A report and a case published in two major medical journals this week suggest that relatives of certain individuals with cancer may be at higher risk, due to inherited (germline) mutations in DNA repair genes.

Only 5 to 10 percent of cancers are inherited. Such individuals inherit a cancer-predisposing mutation in all their cells, and then a somatic (body) cell undergoes a second mutation that initiates the disease. The second mutation may be spontaneous or in response to an environmental factor such as smoking.

The one-two punch of inherited cancers, called the 2-hit hypothesis, was first described in 1971.


An article published yesterday in The New England Journal of Medicine from researchers at half a dozen top cancer centers implicates germinal DNA repair gene mutations in some men who have metastatic prostate cancer, which places their relatives at elevated risk for several types of cancer.

Of 692 men with metastatic prostate cancer but not selected for family history of cancer, 84 had germline mutations in at least one of 20 DNA repair genes, detected in blood, saliva, or cheek lining cells. That’s 11.8%. Among 499 men with localized prostate cancer it was 4.6%, and among 53,105 people without cancer it was 2.7%. The researchers found other cancers in the families of the men with metastatic cancer who had germline repair mutations, compared to men who did not have the mutations. The repair genes found, including BRCA1 and 2, ATM, CHEK2, RAD51D, and PALB2, are all well-studied and tests for them have been around for years.

Genetic_Manipulation“These findings potentially change clinical practice because we now show that testing for these DNA repair genes should be offered to all men with advanced prostate cancer,” said co-senior author of the paper Kenneth Offit, MD, MPH, Chief of the Clinical Genetics Service, head of the Niehaus Center at Memorial Sloan Kettering Cancer Center in a news release. Then relatives could have tests for relevant cancers. Genetic testing is not cost-effective for everyone with prostate cancer or even with metastatic prostate cancer, which is why it’s typically covered for men with a family history of the disease.
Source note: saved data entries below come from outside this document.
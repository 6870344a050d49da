use std::collections::BTreeSet;
use std::sync::Arc;

use anyhow::{Context, Result};
use comfy_table::Table;
use tracing::{error, info, info_span};

use subval_ingest::discover_submission_files;
use subval_model::{DataType, FileType, QueuedProject, SubmissionFile};
use subval_server::{
    LogMailService, MemoryReleaseService, PipelineValidator, ReleaseService, SchedulerConfig,
    ServerConfig, StorageLayout, ValidationScheduler,
};
use subval_validate::kv::{DELETION_FILE_NAME, KeyFields, Surjection};
use subval_validate::{
    CancellationFlag, PipelineConfig, PipelineOutcome, ValidationPipeline, ValidationRequest,
    effective_data_types, key_spec,
};

use crate::cli::{ServeArgs, ValidateArgs};
use crate::summary::{apply_table_style, print_release};

pub fn run_file_types() -> Result<()> {
    let mut table = Table::new();
    table.set_header(vec![
        "File type",
        "Data type",
        "Primary key",
        "Foreign key",
        "Secondary key",
        "Surjection",
    ]);
    apply_table_style(&mut table);
    for file_type in FileType::ALL {
        let spec = key_spec(file_type);
        let relation = |relation: Option<subval_validate::kv::Relation>| {
            relation.map_or_else(
                || "-".to_string(),
                |relation| format!("{} -> {}", fields(relation.fields), relation.referenced),
            )
        };
        let surjection = match spec.surjection {
            Surjection::None => "-",
            Surjection::Simple => "simple",
            Surjection::Complex => "complex",
        };
        table.add_row(vec![
            file_type.to_string(),
            file_type.data_type().to_string(),
            spec.pk.map_or_else(|| "-".to_string(), fields),
            relation(spec.fk),
            relation(spec.secondary_fk),
            surjection.to_string(),
        ]);
    }
    println!("{table}");
    Ok(())
}

fn fields(fields: KeyFields) -> String {
    fields.names.join(", ")
}

/// Data types with at least one file in the listing, plus clinical.
fn present_data_types(files: &[SubmissionFile]) -> Vec<DataType> {
    let present: BTreeSet<DataType> = files.iter().filter_map(SubmissionFile::data_type).collect();
    effective_data_types(&present.into_iter().collect::<Vec<_>>())
}

pub fn run_validate(args: &ValidateArgs) -> Result<PipelineOutcome> {
    let dir = &args.submission_dir;
    let span = info_span!("validate", dir = %dir.display());
    let _guard = span.enter();

    let files = discover_submission_files(dir)
        .with_context(|| format!("list submission files in {}", dir.display()))?;
    let data_types = if args.data_types.is_empty() {
        present_data_types(&files)
    } else {
        effective_data_types(&args.data_types)
    };
    let deletions = args.deletions.clone().or_else(|| {
        let default = dir.join(DELETION_FILE_NAME);
        default.is_file().then_some(default)
    });
    let request = ValidationRequest {
        project_key: dir
            .file_name()
            .and_then(|name| name.to_str())
            .unwrap_or("submission")
            .to_string(),
        data_types,
        files,
        existing_dir: args.existing.clone(),
        deletions,
    };

    let mut config = PipelineConfig::default();
    config.normalization.output_dir = args.normalized_dir.clone();
    info!(
        project = %request.project_key,
        data_types = ?request.data_types,
        files = request.files.len(),
        "validating submission"
    );
    ValidationPipeline::new(config)
        .run(&request, request.initial_report(), &CancellationFlag::new())
        .context("validate submission")
}

pub fn run_serve(args: &ServeArgs) -> Result<()> {
    let mut config = ServerConfig::load(&args.config).context("load configuration")?;
    if let Some(max_simultaneous) = args.max_simultaneous {
        config.validator.max_simultaneous = max_simultaneous;
    }
    config.validate().context("validate configuration")?;

    let storage = StorageLayout::new(config.storage.root.clone());
    let releases = Arc::new(
        MemoryReleaseService::open(storage, &args.release, &args.dictionary_version)
            .context("open release")?,
    );
    for project_key in releases.storage().project_keys(&args.release)? {
        let files = releases
            .storage()
            .submission_files(&args.release, &project_key)?;
        let data_types = if args.data_types.is_empty() {
            present_data_types(&files)
        } else {
            args.data_types.clone()
        };
        let project =
            QueuedProject::new(project_key.clone(), data_types).with_emails(args.notify.clone());
        releases
            .queue(project)
            .with_context(|| format!("queue project {project_key}"))?;
    }

    let scheduler = ValidationScheduler::new(
        SchedulerConfig::from(&config),
        releases.clone(),
        Arc::new(LogMailService::new(config.mail.admin.clone())),
        Arc::new(PipelineValidator::new(PipelineConfig::new(
            config.validator.log_threshold,
        ))),
    );

    let runtime = tokio::runtime::Builder::new_multi_thread()
        .enable_all()
        .build()
        .context("start async runtime")?;
    runtime.block_on(async {
        let shutdown = async {
            if let Err(error) = tokio::signal::ctrl_c().await {
                error!(%error, "failed to listen for Ctrl-C");
                std::future::pending::<()>().await;
            }
        };
        scheduler.run(shutdown).await
    })?;

    print_release(&releases.open_release()?);
    Ok(())
}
Meanwhile, researchers from Rush University Medical Center published a Quiz in The Journal of the American Medical Association based on the case of a woman with endometrial cancer who had a father and grandfather with a form of colorectal cancer called (Lynch Syndrome) (aka hereditary nonpolyposis colorectal cancer). Lynch syndrome is caused by mutations in at least four genes that confer up to 80% lifetime risk of colorectal cancer, 60% risk of endometrial cancer, and increased risk of stomach, ovarian, pancreatic, kidney, and prostate cancers.
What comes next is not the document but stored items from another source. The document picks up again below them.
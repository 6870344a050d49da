//! Release bookkeeping around the submission state machine.
//!
//! The scheduler only talks to [`ReleaseService`]. [`MemoryReleaseService`]
//! keeps releases in memory and reads submission files from a directory
//! tree:
//!
//! ```text
//! <root>/<release>/<project>/*.txt        submission files
//! <root>/<release>/<project>/deletions.txt
//! <root>/accepted/<project>/*.txt         previously accepted data
//! ```

use std::path::{Path, PathBuf};
use std::sync::{Mutex, MutexGuard, PoisonError};

use chrono::Utc;
use subval_core::{ClosePolicy, StateContext, SubmissionContext, SubmissionStateMachine};
use subval_ingest::discover_submission_files;
use subval_model::{
    DataType, Outcome, QueuedProject, Release, ReleaseState, Report, Submission, SubmissionFile,
    SubmissionState,
};
use subval_validate::kv::DELETION_FILE_NAME;
use subval_validate::{ValidationRequest, effective_data_types};
use tracing::{debug, info};

use crate::error::{Result, SchedulerError};

pub const ACCEPTED_DIR: &str = "accepted";

/// A project moved from the queue to `VALIDATING`.
#[derive(Debug, Clone, PartialEq)]
pub struct Admission {
    pub release_name: String,
    pub project: QueuedProject,
    pub request: ValidationRequest,
    /// Incoming report with the requested data types marked validating.
    pub report: Report,
}

pub trait ReleaseService: Send + Sync {
    fn count_open_releases(&self) -> Result<usize>;

    /// Snapshot of the open release.
    fn open_release(&self) -> Result<Release>;

    fn next_in_queue(&self) -> Result<Option<QueuedProject>>;

    /// Removes the project from the queue and starts its validation.
    fn dequeue_to_validating(&self, project_key: &str) -> Result<Admission>;

    fn submission(&self, project_key: &str) -> Result<Submission>;

    /// Finishes a validation, stores its report and returns the state the
    /// submission settled in.
    fn resolve(
        &self,
        project_key: &str,
        data_types: &[DataType],
        outcome: Outcome,
        report: Report,
    ) -> Result<SubmissionState>;

    /// Queues a validation request. Feature data types pull in clinical data.
    fn queue(&self, project: QueuedProject) -> Result<()>;

    /// Drops a queued request; `None` when the project was not queued.
    fn cancel_queued(&self, project_key: &str) -> Result<Option<QueuedProject>>;

    /// Closes the open release and opens `next_release`. Returns the closed release.
    fn release(&self, next_release: &str) -> Result<Release>;
}

#[derive(Debug, Clone, PartialEq, Eq)]
pub struct StorageLayout {
    root: PathBuf,
}

impl StorageLayout {
    pub fn new(root: impl Into<PathBuf>) -> Self {
        Self { root: root.into() }
    }

    pub fn root(&self) -> &Path {
        &self.root
    }

    pub fn release_dir(&self, release_name: &str) -> PathBuf {
        self.root.join(release_name)
    }

    pub fn submission_dir(&self, release_name: &str, project_key: &str) -> PathBuf {
        self.release_dir(release_name).join(project_key)
    }

    pub fn accepted_dir(&self, project_key: &str) -> PathBuf {
        self.root.join(ACCEPTED_DIR).join(project_key)
    }

    pub fn deletions_file(&self, release_name: &str, project_key: &str) -> PathBuf {
        self.submission_dir(release_name, project_key)
            .join(DELETION_FILE_NAME)
    }

    /// Project directories of a release, sorted. A missing release directory has none.
    pub fn project_keys(&self, release_name: &str) -> Result<Vec<String>> {
        let dir = self.release_dir(release_name);
        if !dir.is_dir() {
            return Ok(Vec::new());
        }
        let entries = std::fs::read_dir(&dir).map_err(|source| {
            subval_ingest::IngestError::DirectoryRead {
                path: dir.clone(),
                source,
            }
        })?;
        let mut keys = Vec::new();
        for entry in entries {
            let entry = entry.map_err(|source| subval_ingest::IngestError::DirectoryRead {
                path: dir.clone(),
                source,
            })?;
            if entry.path().is_dir()
                && let Some(name) = entry.file_name().to_str()
            {
                keys.push(name.to_string());
            }
        }
        keys.sort();
        Ok(keys)
    }

    /// Files of a submission; an absent directory is an empty submission.
    pub fn submission_files(
        &self,
        release_name: &str,
        project_key: &str,
    ) -> Result<Vec<SubmissionFile>> {
        let dir = self.submission_dir(release_name, project_key);
        if !dir.is_dir() {
            return Ok(Vec::new());
        }
        Ok(discover_submission_files(&dir)?)
    }
}

/// In-memory releases over a [`StorageLayout`].
pub struct MemoryReleaseService {
    storage: StorageLayout,
    machine: SubmissionStateMachine,
    releases: Mutex<Vec<Release>>,
}

impl MemoryReleaseService {
    pub fn new(storage: StorageLayout) -> Self {
        Self {
            storage,
            machine: SubmissionStateMachine::new(),
            releases: Mutex::new(Vec::new()),
        }
    }

    /// Opens `release_name` and registers every project directory found under it.
    pub fn open(
        storage: StorageLayout,
        release_name: &str,
        dictionary_version: &str,
    ) -> Result<Self> {
        let service = Self::new(storage);
        service.add_release(Release::new(release_name, dictionary_version))?;
        for project_key in service.storage.project_keys(release_name)? {
            service.add_project(&project_key)?;
        }
        Ok(service)
    }

    pub fn storage(&self) -> &StorageLayout {
        &self.storage
    }

    pub fn add_release(&self, release: Release) -> Result<()> {
        let mut releases = self.lock();
        if releases.iter().any(|existing| existing.name == release.name) {
            return Err(SchedulerError::DuplicateRelease(release.name));
        }
        info!(release = %release.name, state = ?release.state, "release added");
        releases.push(release);
        Ok(())
    }

    /// Registers a project in the open release. Known projects are left alone.
    pub fn add_project(&self, project_key: &str) -> Result<()> {
        let mut releases = self.lock();
        let release = open_release_mut(&mut releases)?;
        if release.submissions.contains_key(project_key) {
            return Ok(());
        }
        let files = self.storage.submission_files(&release.name, project_key)?;
        let mut submission = Submission::new(project_key, release.name.clone());
        submission.report = Report::from_files(&files);
        debug!(
            release = %release.name,
            project = project_key,
            files = files.len(),
            "project registered"
        );
        release
            .submissions
            .insert(project_key.to_string(), submission);
        Ok(())
    }

    pub fn sign_off(&self, project_key: &str) -> Result<()> {
        self.with_submission(project_key, |machine, context| {
            machine.sign_off(context)?;
            Ok(())
        })
    }

    fn lock(&self) -> MutexGuard<'_, Vec<Release>> {
        self.releases.lock().unwrap_or_else(PoisonError::into_inner)
    }

    /// Runs `operation` against a submission of the open release.
    fn with_submission<T>(
        &self,
        project_key: &str,
        operation: impl FnOnce(&SubmissionStateMachine, &mut SubmissionContext<'_>) -> Result<T>,
    ) -> Result<T> {
        let mut releases = self.lock();
        let release = open_release_mut(&mut releases)?;
        let files = self.storage.submission_files(&release.name, project_key)?;
        let submission = release
            .submissions
            .get_mut(project_key)
            .ok_or_else(|| SchedulerError::UnknownProject(project_key.to_string()))?;
        let mut context = SubmissionContext::new(submission, files);
        operation(&self.machine, &mut context)
    }
}

fn open_release_mut(releases: &mut [Release]) -> Result<&mut Release> {
    releases
        .iter_mut()
        .find(|release| release.is_open())
        .ok_or(SchedulerError::NoOpenRelease)
}

impl ReleaseService for MemoryReleaseService {
    fn count_open_releases(&self) -> Result<usize> {
        Ok(self
            .lock()
            .iter()
            .filter(|release| release.is_open())
            .count())
    }

    fn open_release(&self) -> Result<Release> {
        let mut releases = self.lock();
        open_release_mut(&mut releases).map(|release| release.clone())
    }

    fn next_in_queue(&self) -> Result<Option<QueuedProject>> {
        let mut releases = self.lock();
        Ok(open_release_mut(&mut releases)?.next_in_queue().cloned())
    }

    fn dequeue_to_validating(&self, project_key: &str) -> Result<Admission> {
        let mut releases = self.lock();
        let release = open_release_mut(&mut releases)?;
        let release_name = release.name.clone();
        let project = release
            .queue
            .iter()
            .find(|queued| queued.project_key == project_key)
            .cloned()
            .ok_or_else(|| SchedulerError::NotQueued(project_key.to_string()))?;
        let files = self.storage.submission_files(&release_name, project_key)?;
        let submission = release
            .submissions
            .get_mut(project_key)
            .ok_or_else(|| SchedulerError::UnknownProject(project_key.to_string()))?;

        let mut report = Report::default();
        let mut context = SubmissionContext::new(submission, files.clone());
        self.machine
            .start_validation(&mut context, &project.data_types, &mut report)?;
        release.dequeue(project_key);

        let accepted = self.storage.accepted_dir(project_key);
        let deletions = self.storage.deletions_file(&release_name, project_key);
        let request = ValidationRequest {
            project_key: project_key.to_string(),
            data_types: project.data_types.clone(),
            files,
            existing_dir: accepted.is_dir().then_some(accepted),
            deletions: deletions.is_file().then_some(deletions),
        };
        info!(
            release = %release_name,
            project = project_key,
            data_types = ?project.data_types,
            "project dequeued for validation"
        );
        Ok(Admission {
            release_name,
            project,
            request,
            report,
        })
    }

    fn submission(&self, project_key: &str) -> Result<Submission> {
        let mut releases = self.lock();
        open_release_mut(&mut releases)?
            .submissions
            .get(project_key)
            .cloned()
            .ok_or_else(|| SchedulerError::UnknownProject(project_key.to_string()))
    }

    fn resolve(
        &self,
        project_key: &str,
        data_types: &[DataType],
        outcome: Outcome,
        report: Report,
    ) -> Result<SubmissionState> {
        self.with_submission(project_key, |machine, context| {
            machine.finish_validation(context, data_types, outcome, report)?;
            Ok(context.state())
        })
    }

    fn queue(&self, project: QueuedProject) -> Result<()> {
        let project = QueuedProject {
            data_types: effective_data_types(&project.data_types),
            ..project
        };
        let key = project.project_key.clone();
        {
            let releases = self.lock();
            let queued = releases
                .iter()
                .find(|release| release.is_open())
                .is_some_and(|release| release.is_queued(&key));
            if queued {
                return Err(SchedulerError::AlreadyQueued(key));
            }
        }
        self.with_submission(&key, |machine, context| {
            machine.queue_request(context, &project.data_types)?;
            Ok(())
        })?;
        let mut releases = self.lock();
        let release = open_release_mut(&mut releases)?;
        info!(
            release = %release.name,
            project = %key,
            data_types = ?project.data_types,
            position = release.queue.len(),
            "project queued"
        );
        release.queue.push_back(project);
        Ok(())
    }

    fn cancel_queued(&self, project_key: &str) -> Result<Option<QueuedProject>> {
        let project = {
            let mut releases = self.lock();
            open_release_mut(&mut releases)?.dequeue(project_key)
        };
        let Some(project) = project else {
            return Ok(None);
        };
        self.with_submission(project_key, |machine, context| {
            machine.cancel_validation(context, &project.data_types)?;
            Ok(())
        })?;
        info!(project = project_key, "queued validation cancelled");
        Ok(Some(project))
    }

    fn release(&self, next_release: &str) -> Result<Release> {
        let mut releases = self.lock();
        if releases.iter().any(|release| release.name == next_release) {
            return Err(SchedulerError::DuplicateRelease(next_release.to_string()));
        }
        let current = open_release_mut(&mut releases)?;
        let validating: Vec<String> = current
            .submissions
            .iter()
            .filter(|(_, submission)| submission.state == SubmissionState::Validating)
            .map(|(project_key, _)| project_key.clone())
            .collect();
        if !validating.is_empty() {
            return Err(SchedulerError::ValidationInProgress {
                release: current.name.clone(),
                projects: validating,
            });
        }
        if current.signed_off_count() == 0 {
            return Err(SchedulerError::NothingSignedOff(current.name.clone()));
        }

        let mut next = Release::new(next_release, current.dictionary_version.clone());
        for (project_key, submission) in &mut current.submissions {
            let files = self.storage.submission_files(&current.name, project_key)?;
            let policy = ClosePolicy::declared_for(submission.state);
            let context = SubmissionContext::new(submission, files);
            let carried = self.machine.close_release(&context, next_release, policy)?;
            next.submissions.insert(project_key.clone(), carried);
        }
        current.queue.clear();
        current.state = ReleaseState::Completed;
        current.release_date = Some(Utc::now());
        let closed = current.clone();
        info!(
            release = %closed.name,
            next = next_release,
            submissions = next.submissions.len(),
            "release completed"
        );
        releases.push(next);
        Ok(closed)
    }
}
Lynch syndrome is rare — only 1 in 35 patients diagnosed with colorectal or endometrial cancers has it. But accompanying the quiz is an editorial whose title says it all: Lynch Syndrome Testing: A Missed Opportunity in the Era of Precision Medicine”. Identifying the mutations behind cancers can inform targeted treatment decisions.


As usual, I just about shut down after perusing the initial flurry of news reports on the NEJM paper. Time heralded a “new genetic test” (no, DNA repair gene tests have been around quite awhile) and The Telegraph headline “Genes which raise risk of prostate cancer discovered by scientists” is also ignorant of cancer gene history. The Washington Post‘s “defects in genes that are designed to fix damage to DNA” stopped me in my tracks. Genes aren’t designed.

My search wasn’t exhaustive, but I couldn’t find anyone linking the prostate and Lynch papers, nor recognizing their shared ancestry in the 2-hit hypothesis. These days news aggregation leaves no room for history and context, so that’s my contribution for this week.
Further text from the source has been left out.